Modified Black Hole Potentials and Their Korteweg-de Vries Integrals: Instabilities and Beyond
Michele Lenzi, Arnau Montava Agudo, Carlos F. Sopuerta
TL;DR
Problem: characterize how modified BH potentials affect BH spectral signatures (QNMs and GBFs). Approach: apply hidden KdV isospectral flows, with the KdV deformation $V_{,\tau} = 6 V V_{,x} - V_{,xxx}$, and use the trace identities $(-1)^{n+1} 2^{-2n} \pi K_{2n+1} = \int dk\, k^{2n} \ln T(k)$ to interpret $K_n$ as moments of $\ln T(k)$. They test perturbations $V^{\mathrm{odd/even}} = V^{RW/Z} + \epsilon \delta V^{\mathrm{odd/even}}$ (Pöschl–Teller bump and EFT-like polynomials) and quantify $\delta K_n$ and GBF stability via Padé approximants; findings show low-order $K_n$ are infrared-sensitive while high-order $K_n$ are UV-sensitive, and EFT perturbations induce parity isospectrality breaking captured by KdV indicators. Significance: the KdV hierarchy provides a practical diagnostic bridge linking scattering data to BH spectra, with implications for environmental effects and tests of gravity beyond general relativity.
Abstract
Black Hole (BH) Quasi-Normal Modes (QNMs) and Greybody Factors (GBFs) are key signatures of BH dynamics that are crucial for testing fundamental physics via gravitational waves.

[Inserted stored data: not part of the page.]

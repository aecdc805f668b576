use std::collections::BTreeMap;
use std::path::{Path, PathBuf};
use std::sync::Mutex;

/// Durable local peer id.
pub const KEY_LOCAL_ID: &str = "peer_id";
/// Durable counterpart peer id.
pub const KEY_REMOTE_ID: &str = "other_peer_id";
/// Serialized message log shared by every conversation on the device.
pub const KEY_MESSAGES: &str = "messages";

/// Key-value persistence port backing identity and the message log.
///
/// Single writer; no cross-process locking.
pub trait KeyValueStore: Send + Sync {
    fn get(&self, key: &str) -> Option<String>;
    fn set(&self, key: &str, value: &str);
}

/// In-process store, lost on drop.
#[derive(Default)]
pub struct MemoryStore {
    entries: Mutex<BTreeMap<String, String>>,
}

impl MemoryStore {
    pub fn new() -> Self {
        Self::default()
    }
}

impl KeyValueStore for MemoryStore {
    fn get(&self, key: &str) -> Option<String> {
        self.entries
            .lock()
            .unwrap_or_else(|e| e.into_inner())
            .get(key)
            .cloned()
    }

    fn set(&self, key: &str, value: &str) {
        self.entries
            .lock()
            .unwrap_or_else(|e| e.into_inner())
            .insert(key.to_string(), value.to_string());
    }
}

/// Store backed by a single JSON object file, rewritten on every `set`.
pub struct FileStore {
    entries: Mutex<BTreeMap<String, String>>,
    file_path: PathBuf,
}

impl FileStore {
    pub fn open(data_dir: &str) -> Self {
        let file_path = PathBuf::from(data_dir).join("store.json");
        let entries = Self::load(&file_path);
        Self {
            entries: Mutex::new(entries),
            file_path,
        }
    }

    pub fn path(&self) -> &Path {
        &self.file_path
    }

    fn load(path: &Path) -> BTreeMap<String, String> {
        match std::fs::read_to_string(path) {
            Ok(contents) => serde_json::from_str(&contents).unwrap_or_else(|e| {
                tracing::warn!("store file {} is unreadable, starting empty: {e}", path.display());
                BTreeMap::new()
            }),
            Err(_) => BTreeMap::new(),
        }
    }

    fn flush(&self, entries: &BTreeMap<String, String>) {
        if let Some(parent) = self.file_path.parent() {
            let _ = std::fs::create_dir_all(parent);
        }
        match serde_json::to_string_pretty(entries) {
            Ok(json) => {
                if let Err(e) = std::fs::write(&self.file_path, json) {
                    tracing::warn!("failed to write {}: {e}", self.file_path.display());
                }
            }
            Err(e) => tracing::warn!("failed to serialize store: {e}"),
        }
    }
}

impl KeyValueStore for FileStore {
    fn get(&self, key: &str) -> Option<String> {
        self.entries
            .lock()
            .unwrap_or_else(|e| e.into_inner())
            .get(key)
            .cloned()
    }

    fn set(&self, key: &str, value: &str) {
        let mut entries = self.entries.lock().unwrap_or_else(|e| e.into_inner());
        entries.insert(key.to_string(), value.to_string());
        self.flush(&entries);
    }
}

#[cfg(test)]
mod tests {
    use super::*;
    use std::fs;

    fn temp_dir() -> tempfile::TempDir {
        tempfile::tempdir().unwrap()
    }

    #[test]
    fn memory_store_roundtrip() {
        let store = MemoryStore::new();
        assert_eq!(store.get(KEY_LOCAL_ID), None);
        store.set(KEY_LOCAL_ID, "alice");
        assert_eq!(store.get(KEY_LOCAL_ID).as_deref(), Some("alice"));
    }

    #[test]
    fn file_store_persists_across_reopen() {
        let dir = temp_dir();
        let path = dir.path().to_str().unwrap();
        {
            let store = FileStore::open(path);
            store.set(KEY_LOCAL_ID, "alice");
            store.set(KEY_REMOTE_ID, "bob");
        }
        let store = FileStore::open(path);
        assert_eq!(store.get(KEY_LOCAL_ID).as_deref(), Some("alice"));
        assert_eq!(store.get(KEY_REMOTE_ID).as_deref(), Some("bob"));
    }

    #[test]
    fn file_store_flushes_every_write() {
        let dir = temp_dir();
        let store = FileStore::open(dir.path().to_str().unwrap());
        store.set(KEY_MESSAGES, "[]");
        let on_disk = fs::read_to_string(store.path()).unwrap();
        assert!(on_disk.contains("\"messages\""));
    }

    #[test]
    fn corrupt_file_opens_empty() {
        let dir = temp_dir();
        fs::write(dir.path().join("store.json"), "not json!!!").unwrap();
        let store = FileStore::open(dir.path().to_str().unwrap());
        assert_eq!(store.get(KEY_LOCAL_ID), None);
    }
}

Recent studies of the BH pseudospectrum have revealed instabilities in QNMs. Here, we introduce a new perspective using hidden symmetries in the BH dynamics, specifically the Korteweg-de Vries (KdV) integrals - an infinite series of conserved quantities. By analyzing modified BH potentials, we find strong evidence that KdV integrals are valuable indicators for detecting instabilities in QNMs and GBFs.